Turning to the influence of climate change on local weather, Dr. Desai showed the global decline of snow cover which, in itself, affects the temperature.  The meeting of snow/no snow lines influence weather fronts and increases the severity of storms.  Lesser snow over North America means most places get wetter and rainier–rain on frozen ground is more likely to cause storms than snow. Southern Wisconsin has seen wetter and rainier weather in recent years while northern Wisconsin has been drier. Some cold winter weather will still occur but at a much lower rate than in the past.

The problems caused by this will need to be addressed either by adaptions (such as moving homes from frequently flooded areas)  or by mitigation (reducing emissions significantly).  Unfortunately, there is no single “silver bullet” to solve things so all alternatives must be pursued by policymakers.

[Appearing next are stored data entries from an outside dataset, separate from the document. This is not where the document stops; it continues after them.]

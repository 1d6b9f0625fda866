//! OAuth 令牌端点与发行方令牌
//!
//! `/o/token` 支持口令模式与客户端模式；`/v2/issuer-tokens` 为应用用户
//! 在指定发行方上签发长期的实体范围令牌

use axum::{
    Extension, Form, Json,
    extract::{FromRequest, Request, State},
    http::header::CONTENT_TYPE,
};
use chrono::Utc;
use tracing::info;

use badgr_core::models::{Application, IdentifierType, PUBLIC_CLIENT_ID, role_of, split_scopes};
use badgr_core::service::IssuerToken;

use super::{Envelope, JsonBody};
use crate::auth::scopes::{DEFAULT_PASSWORD_SCOPES, RW_ISSUER};
use crate::auth::{AuthContext, verify_password};
use crate::dto::{IssuerTokensRequest, TokenRequest, TokenResponse, V2Response};
use crate::error::{ApiError, Result};
use crate::state::AppState;

/// 表单与 JSON 两种编码都接受
async fn read_token_request(request: Request) -> Result<TokenRequest> {
    let is_json = request
        .headers()
        .get(CONTENT_TYPE)
        .and_then(|v| v.to_str().ok())
        .is_some_and(|ct| ct.starts_with("application/json"));

    if is_json {
        let Json(req) = Json::<TokenRequest>::from_request(request, &())
            .await
            .map_err(|_| ApiError::oauth("invalid_request"))?;
        Ok(req)
    } else {
        let Form(req) = Form::<TokenRequest>::from_request(request, &())
            .await
            .map_err(|_| ApiError::oauth("invalid_request"))?;
        Ok(req)
    }
}

fn client_secret_matches(application: &Application, secret: Option<&str>) -> bool {
    match (&application.client_secret_hash, secret) {
        (None, _) => true,
        (Some(hash), Some(secret)) => verify_password(secret, hash),
        (Some(_), None) => false,
    }
}

/// 请求的 scope 必须全部在应用允许范围内；未指定时取默认值
fn granted_scope(application: &Application, requested: Option<&str>, default: &str) -> Result<String> {
    let scope = requested
        .map(str::trim)
        .filter(|s| !s.is_empty())
        .unwrap_or(default);
    let scopes = split_scopes(scope);
    if scopes.is_empty() || !application.allows(&scopes) {
        return Err(ApiError::oauth("invalid_scope"));
    }
    Ok(scopes.join(" "))
}

async fn load_application(state: &AppState, client_id: &str) -> Result<Application> {
    state
        .repos
        .oauth
        .get_application_by_client_id(client_id)
        .await?
        .ok_or_else(|| ApiError::oauth("invalid_client"))
}

/// 签发访问令牌
///
/// POST /o/token
pub async fn token(State(state): State<AppState>, request: Request) -> Result<Json<TokenResponse>> {
    let req = read_token_request(request).await?;

    let (user_id, application, scope) = match req.grant_type.as_deref() {
        Some("password") => password_grant(&state, &req).await?,
        Some("client_credentials") => client_credentials_grant(&state, &req).await?,
        _ => return Err(ApiError::oauth("unsupported_grant_type")),
    };

    let token = state
        .tokens
        .issue_access_token(user_id, application.id, &scope)
        .await?;
    Ok(Json(TokenResponse {
        expires_in: token.seconds_to_expiration(Utc::now()),
        access_token: token.token,
        token_type: "Bearer",
        scope: token.scope,
    }))
}

/// 用户名为已验证的邮箱
async fn password_grant(state: &AppState, req: &TokenRequest) -> Result<(i64, Application, String)> {
    let client_id = req.client_id.as_deref().unwrap_or(PUBLIC_CLIENT_ID);
    let application = load_application(state, client_id).await?;
    if !client_secret_matches(&application, req.client_secret.as_deref()) {
        return Err(ApiError::oauth("invalid_client"));
    }

    let (Some(username), Some(password)) = (req.username.as_deref(), req.password.as_deref()) else {
        return Err(ApiError::oauth("invalid_request"));
    };
    let account = state
        .repos
        .users
        .find_account_by_identifier(username.trim(), IdentifierType::Email)
        .await?
        .filter(|a| a.user.is_active)
        .ok_or_else(|| ApiError::oauth("invalid_grant"))?;
    let password_ok = account
        .user
        .password_hash
        .as_deref()
        .is_some_and(|hash| verify_password(password, hash));
    if !password_ok {
        info!(client_id = %application.client_id, "口令模式认证失败");
        return Err(ApiError::oauth("invalid_grant"));
    }

    let default_scope = if application.client_id == PUBLIC_CLIENT_ID {
        DEFAULT_PASSWORD_SCOPES
    } else {
        application.allowed_scopes.as_str()
    };
    let scope = granted_scope(&application, req.scope.as_deref(), default_scope)?;
    Ok((account.id(), application, scope))
}

/// 令牌以应用所属用户的身份行事
async fn client_credentials_grant(
    state: &AppState,
    req: &TokenRequest,
) -> Result<(i64, Application, String)> {
    let (Some(client_id), Some(secret)) = (req.client_id.as_deref(), req.client_secret.as_deref()) else {
        return Err(ApiError::oauth("invalid_client"));
    };
    let application = load_application(state, client_id).await?;
    if application.client_secret_hash.is_none() || !client_secret_matches(&application, Some(secret)) {
        return Err(ApiError::oauth("invalid_client"));
    }
    let user_id = application
        .user_id
        .ok_or_else(|| ApiError::oauth("invalid_client"))?;

    let scope = granted_scope(&application, req.scope.as_deref(), &application.allowed_scopes)?;
    Ok((user_id, application, scope))
}

/// 为 OAuth 应用用户签发发行方范围令牌，必要时授予 staff 角色
///
/// POST /v2/issuer-tokens
pub async fn issuer_tokens(
    State(state): State<AppState>,
    Extension(auth): Extension<AuthContext>,
    payload: JsonBody<IssuerTokensRequest>,
) -> Result<Envelope<IssuerToken>> {
    auth.require_verified()?;
    auth.require_scope(&[RW_ISSUER])?;
    let application = auth.require_application()?.clone();
    let Json(req) = payload?;

    let entity_ids = req
        .issuers
        .filter(|ids| !ids.is_empty())
        .ok_or_else(|| ApiError::field("issuers", "field is required"))?;

    let mut issuers = Vec::with_capacity(entity_ids.len());
    for entity_id in &entity_ids {
        let issuer = state
            .repos
            .issuers
            .get_by_entity_id(entity_id)
            .await?
            .ok_or_else(|| ApiError::field("issuers", "unknown issuer"))?;
        let staff = state.repos.issuers.list_staff(issuer.id).await?;
        if role_of(&staff, auth.user_id()).is_none() {
            return Err(ApiError::Forbidden(
                "You do not have permission to perform this action.".to_string(),
            ));
        }
        issuers.push(issuer);
    }

    let tokens = state.tokens.mint_issuer_tokens(&application, &issuers).await?;
    Ok(Json(V2Response::ok(tokens)))
}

Dr. Desai cited recent research indicating, contrary to some beliefs, that climate change deniers are a very small proportion of the populace. Moreover, among people aged 18-30, climate change is either their first or second highest policy priority.  It is not possible to prevent all adverse effects, but we must take actions that will have some effect or be overcome by the problems.

He ended on a hopeful note, showing the sprouting of tree plants in an Australian forest area recently consumed by wildfires.  Earth will survive, but we need to help heal it for our own good.

If you missed our online meeting this week, you can watch the video here.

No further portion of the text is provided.